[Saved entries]
== == ==
pub mod backup;
pub mod batch;
pub mod export;
pub mod give;
pub mod import;
pub mod init;
pub mod members;
pub mod reconcile;
pub mod report;
pub mod status;
pub mod transactions;

use clap::{Parser, Subcommand};
use rusqlite::Connection;
use serde::Serialize;
use tracing_subscriber::filter::LevelFilter;

use crate::db::get_connection;
use crate::error::{Result, TitheError};
use crate::ledger::{Ledger, Officer};
use crate::settings::{db_path, Settings};

/// Connection to the configured database, refusing to create one implicitly.
pub(crate) fn connect() -> Result<Connection> {
    let path = db_path();
    if !path.exists() {
        return Err(TitheError::Other(format!(
            "Database not found at {}. Run `tithe init` first.",
            path.display()
        )));
    }
    get_connection(&path)
}

pub(crate) fn open_ledger() -> Result<Ledger> {
    Ledger::load(connect()?)
}

pub(crate) fn officer(settings: &Settings) -> Officer {
    Officer {
        id: settings.officer_id.clone(),
        name: settings.officer_name.clone(),
    }
}

pub(crate) fn print_json<T: Serialize + ?Sized>(value: &T) -> Result<()> {
    let json = serde_json::to_string_pretty(value).map_err(|e| TitheError::Other(e.to_string()))?;
    println!("{json}");
    Ok(())
}

#[derive(Parser)]
#[command(
    name = "tithe",
    version,
    about = "Church tithe ledger: members, weekly gifts, cash counts and Excel import/export."
)]
pub struct Cli {
    /// Log level for this crate when RUST_LOG is not set.
    #[arg(long, global = true, default_value_t = LevelFilter::WARN)]
    pub log_level: LevelFilter,

    #[command(subcommand)]
    pub command: Commands,
}

#[derive(Subcommand)]
pub enum Commands {
    /// Choose a data directory and initialize the database.
    Init {
        /// Path for tithe data (default: ~/Documents/tithe)
        #[arg(long = "data-dir")]
        data_dir: Option<String>,
        /// Officer id stamped on recorded gifts
        #[arg(long = "officer-id")]
        officer_id: Option<String>,
        /// Officer display name
        #[arg(long = "officer-name")]
        officer_name: Option<String>,
        /// Default fiscal year for commands that take --year
        #[arg(long)]
        year: Option<i32>,
    },
    /// Show the database location and ledger counts.
    Status,
    /// Back up the database.
    Backup {
        /// Output path (default: <data_dir>/backups/tithe-YYYYMMDD-HHMMSS.db)
        #[arg(long)]
        output: Option<String>,
    },
    /// Manage the member directory.
    Members {
        #[command(subcommand)]
        command: MembersCommands,
    },
    /// Record a gift in the open batch.
    Give {
        /// Member id
        member_id: String,
        /// Amount in GH₵
        amount: f64,
        /// CASH, MOMO or CHECK
        #[arg(long, default_value = "CASH")]
        method: String,
        /// Collection year (default: settings fiscal year)
        #[arg(long)]
        year: Option<i32>,
        /// Collection month, e.g. JANUARY
        #[arg(long)]
        month: String,
        /// Collection week of the month (1-5)
        #[arg(long)]
        week: u32,
    },
    /// Browse and correct recorded gifts.
    Transactions {
        #[command(subcommand)]
        command: TransactionsCommands,
    },
    /// Count, finalize and sync collection batches.
    Batch {
        #[command(subcommand)]
        command: BatchCommands,
    },
    /// Preview a cash count against the active batch without changing it.
    Reconcile {
        /// Denomination tally as DENOM=QTY, e.g. --count 200=3 --count 0.5=4
        #[arg(long = "count")]
        counts: Vec<String>,
    },
    /// Import a collection workbook (one sheet per fellowship).
    Import {
        /// Path to the .xlsx workbook
        file: String,
        /// Year the sheet's months belong to
        #[arg(long)]
        year: Option<i32>,
        /// Parse and report without writing
        #[arg(long)]
        dry_run: bool,
    },
    /// Export the year's gifts to a collection workbook.
    Export {
        /// Output path (default: <data_dir>/exports/Tithing_Report_<year>.xlsx)
        file: Option<String>,
        #[arg(long)]
        year: Option<i32>,
    },
    /// Period reports.
    Report {
        #[command(subcommand)]
        command: ReportCommands,
    },
}

#[derive(Subcommand)]
pub enum MembersCommands {
    /// Add a member.
    Add {
        name: String,
        #[arg(long)]
        fellowship: String,
        #[arg(long)]
        phone: Option<String>,
        /// Add as a provisional walk-in giver
        #[arg(long)]
        provisional: bool,
    },
    /// List members.
    List {
        #[arg(long)]
        fellowship: Option<String>,
        #[arg(long)]
        json: bool,
    },
    /// Show one member and their gift history.
    Show {
        id: String,
        #[arg(long)]
        json: bool,
    },
    /// Find members by name or phone (at least 2 characters).
    Search {
        query: String,
        #[arg(long)]
        json: bool,
    },
    /// Change a member's details.
    Edit {
        id: String,
        #[arg(long)]
        name: Option<String>,
        #[arg(long)]
        phone: Option<String>,
        #[arg(long)]
        fellowship: Option<String>,
        /// ACTIVE or PROVISIONAL
        #[arg(long)]
        status: Option<String>,
    },
    /// Delete a member and all of their gifts.
    Delete { id: String },
    /// Rebuild year-to-date totals from recorded gifts.
    RecomputeYtd {
        #[arg(long)]
        year: Option<i32>,
    },
}

#[derive(Subcommand)]
pub enum TransactionsCommands {
    /// Filtered register, newest first.
    List {
        #[arg(long)]
        method: Option<String>,
        #[arg(long)]
        fellowship: Option<String>,
        #[arg(long)]
        member: Option<String>,
        #[arg(long)]
        min: Option<f64>,
        #[arg(long)]
        max: Option<f64>,
        /// From date: YYYY-MM-DD
        #[arg(long)]
        from: Option<String>,
        /// To date: YYYY-MM-DD
        #[arg(long)]
        to: Option<String>,
        #[arg(long, default_value_t = 1)]
        page: usize,
        #[arg(long = "per-page", default_value_t = 50)]
        per_page: usize,
        /// Write every matching row as CSV to stdout
        #[arg(long, conflicts_with = "json")]
        csv: bool,
        #[arg(long)]
        json: bool,
    },
    /// Delete one gift.
    Delete { id: String },
    /// Delete the latest gift in the open batch.
    Undo,
}

#[derive(Subcommand)]
pub enum BatchCommands {
    /// Show the active batch.
    Show,
    /// List all batches.
    List {
        #[arg(long)]
        json: bool,
    },
    /// Freeze entry on the active batch and preview the count.
    Count {
        #[arg(long = "count")]
        counts: Vec<String>,
    },
    /// Finalize the counting batch; refused unless the count balances.
    Finalize {
        #[arg(long = "count")]
        counts: Vec<String>,
    },
    /// Mark a finalized batch as synced.
    Sync {
        /// Batch id (default: latest finalized batch)
        id: Option<String>,
    },
}

#[derive(Subcommand)]
pub enum ReportCommands {
    /// Fellowship breakdown, standings and weekly trends.
    Summary {
        #[arg(long)]
        year: Option<i32>,
        #[arg(long)]
        month: String,
        /// Week bucket 1-5 (days 1-7, 8-14, ...); omit for the whole month
        #[arg(long)]
        week: Option<u32>,
        #[arg(long)]
        json: bool,
    },
    /// Write the financial report as PDF.
    #[cfg(feature = "pdf")]
    Pdf {
        #[arg(long)]
        year: Option<i32>,
        #[arg(long)]
        month: String,
        #[arg(long)]
        week: Option<u32>,
        /// Output path (default: <data_dir>/exports/Tithe Report (...).pdf)
        #[arg(long)]
        output: Option<String>,
    },
}
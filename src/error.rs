use thiserror::Error;

#[derive(Error, Debug)]
pub enum TitheError {
    #[error("Database error: {0}")]
    Db(#[from] rusqlite::Error),

    #[error("IO error: {0}")]
    Io(#[from] std::io::Error),

    #[error("CSV error: {0}")]
    Csv(#[from] csv::Error),

    #[error("Workbook error: {0}")]
    Workbook(#[from] calamine::Error),

    #[error("Spreadsheet write error: {0}")]
    Xlsx(#[from] rust_xlsxwriter::XlsxError),

    #[error("Unknown member: {0}")]
    UnknownMember(String),

    #[error("Unknown transaction: {0}")]
    UnknownTransaction(String),

    #[error("Unknown batch: {0}")]
    UnknownBatch(String),

    #[error("Unknown fellowship: {0}")]
    UnknownFellowship(String),

    #[error("Unknown month: {0}")]
    UnknownMonth(String),

    #[error("Invalid week number: {0} (weeks start at 1)")]
    InvalidWeek(u32),

    #[error("Invalid amount: {0}")]
    InvalidAmount(String),

    #[error("Unknown payment method: {0}")]
    UnknownMethod(String),

    #[error("Invalid denomination count: {0}")]
    InvalidCount(String),

    #[error("Batch {id} is {from}; cannot move to {to}")]
    InvalidTransition { id: String, from: String, to: String },

    #[error("Batch {id} is {status}; entries are frozen")]
    BatchNotOpen { id: String, status: String },

    #[error("Cannot finalize while variance exists: {0}")]
    Unbalanced(String),

    #[error("No active batch")]
    NoActiveBatch,

    #[error("Settings error: {0}")]
    Settings(String),

    #[cfg(feature = "pdf")]
    #[error("PDF error: {0}")]
    Pdf(String),

    #[error("{0}")]
    Other(String),
}

pub type Result<T> = std::result::Result<T, TitheError>;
== == ==
» Exercise
If a line in the data above holds the string "latest", copy it.

» Solution to this exercise
    /// Delete the latest gift in the open batch.
        /// Batch id (default: latest finalized batch)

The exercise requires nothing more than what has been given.